本指南中的方法也需要 langchain-core>=0.2.9

所有模型都有有限的上下文窗口,這表示它們可以作為輸入的 tokens 數量有限制。如果您有非常長的訊息或累積了長訊息歷史記錄的鏈/代理程式,則需要管理傳遞到模型中的訊息長度。

trim_messages 可用於將聊天歷史記錄的大小縮減為指定的 token 數量或指定的訊息數量。

如果將修剪後的聊天歷史記錄直接傳遞回聊天模型,則修剪後的聊天歷史記錄應滿足以下屬性

  1. 產生的聊天歷史記錄應為有效。通常,這表示應滿足以下屬性
    • 聊天歷史記錄開始於 (1) HumanMessage 或 (2) SystemMessage 後面接著 HumanMessage
    • 聊天歷史記錄結束HumanMessageToolMessage
    • ToolMessage 只能在涉及工具呼叫的 AIMessage 之後出現。這可以透過設定 start_on="human"ends_on=("human", "tool") 來達成。
  2. 它包含最近的訊息,並捨棄聊天歷史記錄中的舊訊息。這可以透過設定 strategy="last" 來達成。
  3. 通常,新的聊天歷史記錄應包含 SystemMessage (如果原始聊天歷史記錄中存在),因為 SystemMessage 包含聊天模型的特殊指示。SystemMessage 幾乎總是歷史記錄中的第一條訊息 (如果存在)。這可以透過設定 include_system=True 來達成。

基於 token 數量修剪

在這裡,我們將基於 token 數量修剪聊天歷史記錄。修剪後的聊天歷史記錄將產生一個有效的聊天歷史記錄,其中包含 SystemMessage

為了保留最新的訊息,我們設定 strategy="last"。我們也將設定 include_system=True 以包含 SystemMessage,並設定 start_on="human" 以確保產生的聊天歷史記錄有效。

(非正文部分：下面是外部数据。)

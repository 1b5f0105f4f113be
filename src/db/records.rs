//! Write path for call and analysis rows.
//!
//! The dashboard itself only reads; these are used by the ingest side and
//! by tests that seed a store.

use chrono::{DateTime, NaiveDate, Utc};
use rusqlite::params;

use super::sql::format_timestamp;
use super::SqliteRecordStore;
use crate::error::StoreError;
use crate::types::IndicatorCollection;

/// A call to insert. The store assigns the id.
#[derive(Debug, Clone, Default)]
pub struct NewCall {
    pub created_at: DateTime<Utc>,
    pub phone_number: Option<String>,
    pub name: Option<String>,
    pub duration: Option<u32>,
    pub disconnection_reason: Option<String>,
    pub recording_url: Option<String>,
    pub transcript: Option<String>,
    pub tour_date: Option<NaiveDate>,
}

/// An analysis to attach to an existing call.
#[derive(Debug, Clone, Default)]
pub struct NewAnalysis {
    pub call_id: i64,
    pub created_at: DateTime<Utc>,
    pub sentiment: Option<String>,
    pub sentiment_confidence: Option<f64>,
    pub agent_confidence: Option<f64>,
    pub alert_status: Option<String>,
    pub summary: Option<String>,
    pub positive_indicators: Option<IndicatorCollection>,
    pub negative_indicators: Option<IndicatorCollection>,
    pub buying_signals: Option<IndicatorCollection>,
}

fn indicator_json(value: &Option<IndicatorCollection>) -> Result<Option<String>, StoreError> {
    value
        .as_ref()
        .map(serde_json::to_string)
        .transpose()
        .map_err(StoreError::from)
}

impl SqliteRecordStore {
    pub fn insert_call(&self, call: &NewCall) -> Result<i64, StoreError> {
        let conn = self.conn.lock();
        conn.execute(
            "INSERT INTO calls (created_at, phone_number, name, duration,
                                disconnection_reason, recording_url, transcript, tour_date)
             VALUES (?1, ?2, ?3, ?4, ?5, ?6, ?7, ?8)",
            params![
                format_timestamp(call.created_at),
                call.phone_number,
                call.name,
                call.duration,
                call.disconnection_reason,
                call.recording_url,
                call.transcript,
                call.tour_date.map(|d| d.format("%Y-%m-%d").to_string()),
            ],
        )?;
        Ok(conn.last_insert_rowid())
    }

    /// Fails if the call already has an analysis.
    pub fn insert_analysis(&self, analysis: &NewAnalysis) -> Result<i64, StoreError> {
        let positive = indicator_json(&analysis.positive_indicators)?;
        let negative = indicator_json(&analysis.negative_indicators)?;
        let buying = indicator_json(&analysis.buying_signals)?;

        let conn = self.conn.lock();
        conn.execute(
            "INSERT INTO call_analysis (call_id, created_at, sentiment, sentiment_confidence,
                                        agent_confidence, alert_status, summary,
                                        positive_indicators, negative_indicators, buying_signals)
             VALUES (?1, ?2, ?3, ?4, ?5, ?6, ?7, ?8, ?9, ?10)",
            params![
                analysis.call_id,
                format_timestamp(analysis.created_at),
                analysis.sentiment,
                analysis.sentiment_confidence,
                analysis.agent_confidence,
                analysis.alert_status,
                analysis.summary,
                positive,
                negative,
                buying,
            ],
        )?;
        Ok(conn.last_insert_rowid())
    }
}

當基於 token 數量使用 trim_messages 時,這是一個良好的預設配置。請記住根據您的用例調整 token_countermax_tokens

請注意,對於我們的 token_counter,我們可以傳遞一個函式 (稍後會詳細介紹) 或一個語言模型 (因為語言模型具有訊息 token 計數方法)。當您修剪訊息以適應特定模型的上下文窗口時,傳遞模型是有意義的

pip install -qU langchain-openai
Note: you may need to restart the kernel to use updated packages.
from langchain_core.messages import (
AIMessage,
HumanMessage,
SystemMessage,
ToolMessage,
trim_messages,
)
from langchain_openai import ChatOpenAI

messages = [
SystemMessage("you're a good assistant, you always respond with a joke."),
HumanMessage("i wonder why it's called langchain"),
AIMessage(
'Well, I guess they thought "WordRope" and "SentenceString" just didn\'t have the same ring to it!'
),
HumanMessage("and who is harrison chasing anyways"),
AIMessage(
"Hmmm let me think.\n\nWhy, he's probably chasing after the last cup of coffee in the office!"
),
HumanMessage("what do you call a speechless parrot"),
]


trim_messages(
messages,
# Keep the last <= n_count tokens of the messages.
strategy="last",
# Remember to adjust based on your model
# or else pass a custom token_encoder
token_counter=ChatOpenAI(model="gpt-4o"),
# Most chat models expect that chat history starts with either:
# (1) a HumanMessage or
# (2) a SystemMessage followed by a HumanMessage
# Remember to adjust based on the desired conversation
# length
max_tokens=45,
# Most chat models expect that chat history starts with either:
# (1) a HumanMessage or
# (2) a SystemMessage followed by a HumanMessage
start_on="human",
# Most chat models expect that chat history ends with either:
# (1) a HumanMessage or
# (2) a ToolMessage
end_on=("human", "tool"),
# Usually, we want to keep the SystemMessage
# if it's present in the original history.
# The SystemMessage has special instructions for the model.
include_system=True,
allow_partial=False,
)
[SystemMessage(content="you're a good assistant, you always respond with a joke.", additional_kwargs={}, response_metadata={}),
HumanMessage(content='what do you call a speechless parrot', additional_kwargs={}, response_metadata={})]

基於訊息數量修剪

或者,我們可以透過設定 token_counter=len,基於訊息數量修剪聊天歷史記錄。在這種情況下,每條訊息將計為單個 token,而 max_tokens 將控制訊息的最大數量。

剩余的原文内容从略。